NVIDIA Releases Nemotron 3 Super: A 120B Parameter Open-Source Hybrid Mamba-Attention MoE Model Delivering 5x Higher Throughput for Agentic AI


The gap between proprietary frontier models and highly transparent open-source models is closing faster than ever. NVIDIA has officially pulled the curtain back on Nemotron 3 Super, a staggering 120 billion parameter reasoning model engineered specifically for complex multi-agent applications.

Released today, Nemotron 3 Super sits perfectly between the lightweight 30 billion parameter Nemotron 3 Nano and the highly anticipated 500 billion parameter Nemotron 3 Ultra coming later in 2026. Delivering up to 7x higher throughput and double the accuracy of its previous generation, this model is a massive leap forward for developers who refuse to compromise between intelligence and inference efficiency.

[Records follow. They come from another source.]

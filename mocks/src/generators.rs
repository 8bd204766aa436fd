//! Random test data generators using the fake crate
//!
//! Provides realistic random data including:
//! - Task names and descriptions
//! - Due dates around today
//! - Property-based testing strategies

use chrono::{Duration, NaiveDate, Utc};
use fake::faker::lorem::en::{Paragraph, Sentence};
use fake::Fake;
use proptest::prelude::*;
use rand::Rng;
use task_core::{NewTask, Status, Task};

/// Generate a realistic task name
pub fn generate_task_name() -> String {
    Sentence(3..8).fake()
}

/// Generate a realistic task description
pub fn generate_task_description() -> String {
    Paragraph(2..5).fake()
}

/// Generate a due date within a month either side of today
pub fn generate_due_date() -> NaiveDate {
    let offset = rand::thread_rng().gen_range(-30..=30);
    (Utc::now() + Duration::days(offset)).date_naive()
}

/// Generate a random task status
pub fn generate_random_status() -> Status {
    Status::ALL[rand::thread_rng().gen_range(0..Status::ALL.len())]
}

/// Generate a random new task with realistic data
pub fn generate_random_new_task() -> NewTask {
    NewTask::new(generate_task_name(), generate_task_description())
        .with_due(generate_due_date())
        .with_status(generate_random_status())
}

/// Generate a random stored task with realistic data
pub fn generate_random_task() -> Task {
    let id: u32 = (1..99999).fake();
    Task::from_new(id as i64, generate_random_new_task(), Utc::now())
}

/// Proptest strategy for generating task statuses
pub fn status_strategy() -> impl Strategy<Value = Status> {
    prop::sample::select(Status::ALL.to_vec())
}

/// Proptest strategy for generating due dates
pub fn due_date_strategy() -> impl Strategy<Value = NaiveDate> {
    // Days from the common era keep every value a valid date
    (730_000i32..760_000).prop_map(|days| {
        NaiveDate::from_num_days_from_ce_opt(days).unwrap_or_default()
    })
}

/// Proptest strategy for generating new tasks with valid names
pub fn new_task_strategy() -> impl Strategy<Value = NewTask> {
    (
        "[A-Za-z][A-Za-z ]{0,49}",
        "[A-Za-z0-9 .,!?]{0,200}",
        due_date_strategy(),
        status_strategy(),
    )
        .prop_map(|(name, description, due, status)| {
            NewTask::new(name, description)
                .with_due(due)
                .with_status(status)
        })
}

/// Proptest strategy for generating complete tasks
pub fn task_strategy() -> impl Strategy<Value = Task> {
    (1i64..99999, new_task_strategy(), 1i64..100).prop_map(|(id, new_task, version)| Task {
        version,
        ..Task::from_new(id, new_task, Utc::now())
    })
}
//! Builder pattern implementations for easy test data construction
//!
//! Provides fluent builders for:
//! - Task construction with sensible defaults
//! - NewTask payloads
//! - Raw form submissions

use chrono::{DateTime, NaiveDate, Utc};
use task_core::{NewTask, Status, Task, TaskInput};

/// Due date used by builders and fixtures unless overridden
pub fn test_due_date() -> NaiveDate {
    NaiveDate::from_ymd_opt(2030, 1, 15).unwrap_or_default()
}

/// Builder for constructing Task instances in tests
pub struct TaskBuilder {
    task: Task,
}

impl Default for TaskBuilder {
    fn default() -> Self {
        Self::new()
    }
}

impl TaskBuilder {
    /// Create new builder with default values
    pub fn new() -> Self {
        Self {
            task: Task {
                id: 1,
                name: "Test Task".to_string(),
                description: "A test task".to_string(),
                due: test_due_date(),
                completed: None,
                status: Status::NotStarted,
                version: 1,
            },
        }
    }

    /// Set task ID
    pub fn with_id(mut self, id: i64) -> Self {
        self.task.id = id;
        self
    }

    /// Set task name
    pub fn with_name(mut self, name: impl Into<String>) -> Self {
        self.task.name = name.into();
        self
    }

    /// Set task description
    pub fn with_description(mut self, description: impl Into<String>) -> Self {
        self.task.description = description.into();
        self
    }

    /// Set due date
    pub fn with_due(mut self, due: NaiveDate) -> Self {
        self.task.due = due;
        self
    }

    /// Set task status
    pub fn with_status(mut self, status: Status) -> Self {
        self.task.status = status;
        // Keep the completion timestamp consistent with the status
        if status == Status::Completed && self.task.completed.is_none() {
            self.task.completed = Some(Utc::now());
        } else if status != Status::Completed {
            self.task.completed = None;
        }
        self
    }

    /// Set completion timestamp
    pub fn with_completed(mut self, completed: Option<DateTime<Utc>>) -> Self {
        self.task.completed = completed;
        self
    }

    /// Set row version
    pub fn with_version(mut self, version: i64) -> Self {
        self.task.version = version;
        self
    }

    /// Build the final Task
    pub fn build(self) -> Task {
        self.task
    }
}

/// Builder for constructing NewTask instances in tests
pub struct NewTaskBuilder {
    new_task: NewTask,
}

impl Default for NewTaskBuilder {
    fn default() -> Self {
        Self::new()
    }
}

impl NewTaskBuilder {
    /// Create new builder with default values
    pub fn new() -> Self {
        Self {
            new_task: NewTask::new("New Test Task", "A new test task").with_due(test_due_date()),
        }
    }

    pub fn with_id(mut self, id: i64) -> Self {
        self.new_task.id = Some(id);
        self
    }

    pub fn with_name(mut self, name: impl Into<String>) -> Self {
        self.new_task.name = name.into();
        self
    }

    pub fn with_description(mut self, description: impl Into<String>) -> Self {
        self.new_task.description = description.into();
        self
    }

    pub fn with_due(mut self, due: NaiveDate) -> Self {
        self.new_task.due = due;
        self
    }

    pub fn with_status(mut self, status: Status) -> Self {
        self.new_task.status = status;
        self
    }

    /// Build the final NewTask
    pub fn build(self) -> NewTask {
        self.new_task
    }
}

/// Builder for raw form submissions
pub struct TaskInputBuilder {
    input: TaskInput,
}

impl Default for TaskInputBuilder {
    fn default() -> Self {
        Self::new()
    }
}

impl TaskInputBuilder {
    /// A valid create submission
    pub fn new() -> Self {
        Self {
            input: TaskInput {
                id: None,
                name: Some("Form Task".to_string()),
                description: Some("Submitted through a form".to_string()),
                due: Some(test_due_date().format("%Y-%m-%d").to_string()),
                status: None,
                version: None,
            },
        }
    }

    /// An edit submission carrying the current state of `task`
    pub fn from_task(task: &Task) -> Self {
        Self {
            input: TaskInput {
                id: Some(task.id),
                name: Some(task.name.clone()),
                description: Some(task.description.clone()),
                due: Some(task.due.format("%Y-%m-%d").to_string()),
                status: Some(task.status.to_string()),
                version: Some(task.version),
            },
        }
    }

    pub fn with_id(mut self, id: i64) -> Self {
        self.input.id = Some(id);
        self
    }

    pub fn with_name(mut self, name: impl Into<String>) -> Self {
        self.input.name = Some(name.into());
        self
    }

    pub fn without_name(mut self) -> Self {
        self.input.name = None;
        self
    }

    pub fn with_description(mut self, description: impl Into<String>) -> Self {
        self.input.description = Some(description.into());
        self
    }

    /// Set the raw due string, valid or not
    pub fn with_due(mut self, due: impl Into<String>) -> Self {
        self.input.due = Some(due.into());
        self
    }

    pub fn without_due(mut self) -> Self {
        self.input.due = None;
        self
    }

    pub fn with_status(mut self, status: impl Into<String>) -> Self {
        self.input.status = Some(status.into());
        self
    }

    pub fn with_version(mut self, version: i64) -> Self {
        self.input.version = Some(version);
        self
    }

    pub fn without_version(mut self) -> Self {
        self.input.version = None;
        self
    }

    /// Build the final TaskInput
    pub fn build(self) -> TaskInput {
        self.input
    }
}
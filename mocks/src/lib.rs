//! Mock implementations and test utilities for the task tracker
//!
//! This crate provides the shared testing infrastructure:
//! - An in-memory [`MockTaskRepository`]
//! - Builders and fixtures for tasks and form submissions
//! - Random data generators and proptest strategies
//! - Custom assertion helpers
//! - The repository contract suite every store must pass

pub mod assertions;
pub mod builders;
pub mod contracts;
pub mod fixtures;
pub mod generators;
pub mod repository;

pub use assertions::*;
pub use builders::*;
pub use contracts::*;
pub use fixtures::*;
pub use generators::*;
pub use repository::MockTaskRepository;
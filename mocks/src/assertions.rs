//! Custom assertion helpers for testing
//!
//! Provides specialized assertions for:
//! - Task equality with clear error messages
//! - The completion timestamp rule
//! - Error classification

use chrono::{DateTime, Utc};
use task_core::{Status, Task, TaskError};

/// Assert tasks are equal ignoring completion timestamp and version
pub fn assert_task_equals(actual: &Task, expected: &Task) {
    assert_eq!(actual.id, expected.id, "Task IDs don't match");
    assert_eq!(actual.name, expected.name, "Task names don't match");
    assert_eq!(actual.description, expected.description, "Task descriptions don't match");
    assert_eq!(actual.due, expected.due, "Task due dates don't match");
    assert_eq!(actual.status, expected.status, "Task statuses don't match");
}

/// Assert tasks are equal including exact timestamps
pub fn assert_task_equals_exact(actual: &Task, expected: &Task) {
    assert_eq!(actual, expected, "Tasks are not exactly equal");
}

/// Assert `completed` is set exactly when the task is Completed
pub fn assert_completion_consistent(task: &Task) {
    assert_eq!(
        task.completed.is_some(),
        task.status == Status::Completed,
        "Task {} has status {} but completed = {:?}",
        task.id,
        task.status,
        task.completed
    );
}

/// Assert the task was stamped no earlier than `not_before`
pub fn assert_completed_since(task: &Task, not_before: DateTime<Utc>) {
    match task.completed {
        Some(completed) => assert!(
            completed >= not_before,
            "Task {} completed at {completed}, expected at or after {not_before}",
            task.id
        ),
        None => panic!("Task {} has no completion timestamp", task.id),
    }
}

/// Assert tasks are listed in ascending id order
pub fn assert_sorted_by_id(tasks: &[Task]) {
    assert!(
        tasks.windows(2).all(|pair| pair[0].id < pair[1].id),
        "Tasks are not sorted by id: {:?}",
        tasks.iter().map(|t| t.id).collect::<Vec<_>>()
    );
}

/// Assert the result is a validation failure naming `field`
pub fn assert_validation_error_on<T: std::fmt::Debug>(
    result: &Result<T, TaskError>,
    field: &str,
) {
    match result {
        Err(TaskError::Validation(errors)) => assert!(
            errors.has_field(field),
            "Expected a validation error on '{field}', got: {errors}"
        ),
        other => panic!("Expected validation error on '{field}', got {other:?}"),
    }
}

/// Assert the result is a not found failure
pub fn assert_not_found<T: std::fmt::Debug>(result: &Result<T, TaskError>) {
    assert!(
        matches!(result, Err(TaskError::NotFound(_))),
        "Expected NotFound, got {result:?}"
    );
}

/// Assert the result is a write conflict
pub fn assert_concurrency_conflict<T: std::fmt::Debug>(result: &Result<T, TaskError>) {
    assert!(
        matches!(result, Err(TaskError::Concurrency(_))),
        "Expected Concurrency, got {result:?}"
    );
}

The ‘Five Miracles’ of Nemotron 3 Super

Nemotron 3 Super’s unprecedented performance is driven by five major technological breakthroughs:

  • Hybrid MoE Architecture: The model intelligently combines memory-efficient Mamba layers with high-accuracy Transformer layers. By only activating a fraction of parameters to generate each token, it achieves a 4x increase in KV and SSM cache usage efficiency.
  • Multi-Token Prediction (MTP): The model can predict multiple future tokens simultaneously, leading to 3x faster inference times on complex reasoning tasks.
  • 1-Million Context Window: Boasting a context length 7x larger than the previous generation, developers can drop massive technical reports or entire codebases directly into the model’s memory, eliminating the need for re-reasoning in multi-step workflows.
  • Latent MoE: This allows the model to compress information and activate four experts for the same compute cost as one. Without this innovation, the model would need to be 35 times larger to hit the same accuracy levels.
  • NeMo RL Gym Integration: Through interactive reinforcement learning pipelines, the model learns from dynamic feedback loops rather than just static text, effectively doubling its intelligence index.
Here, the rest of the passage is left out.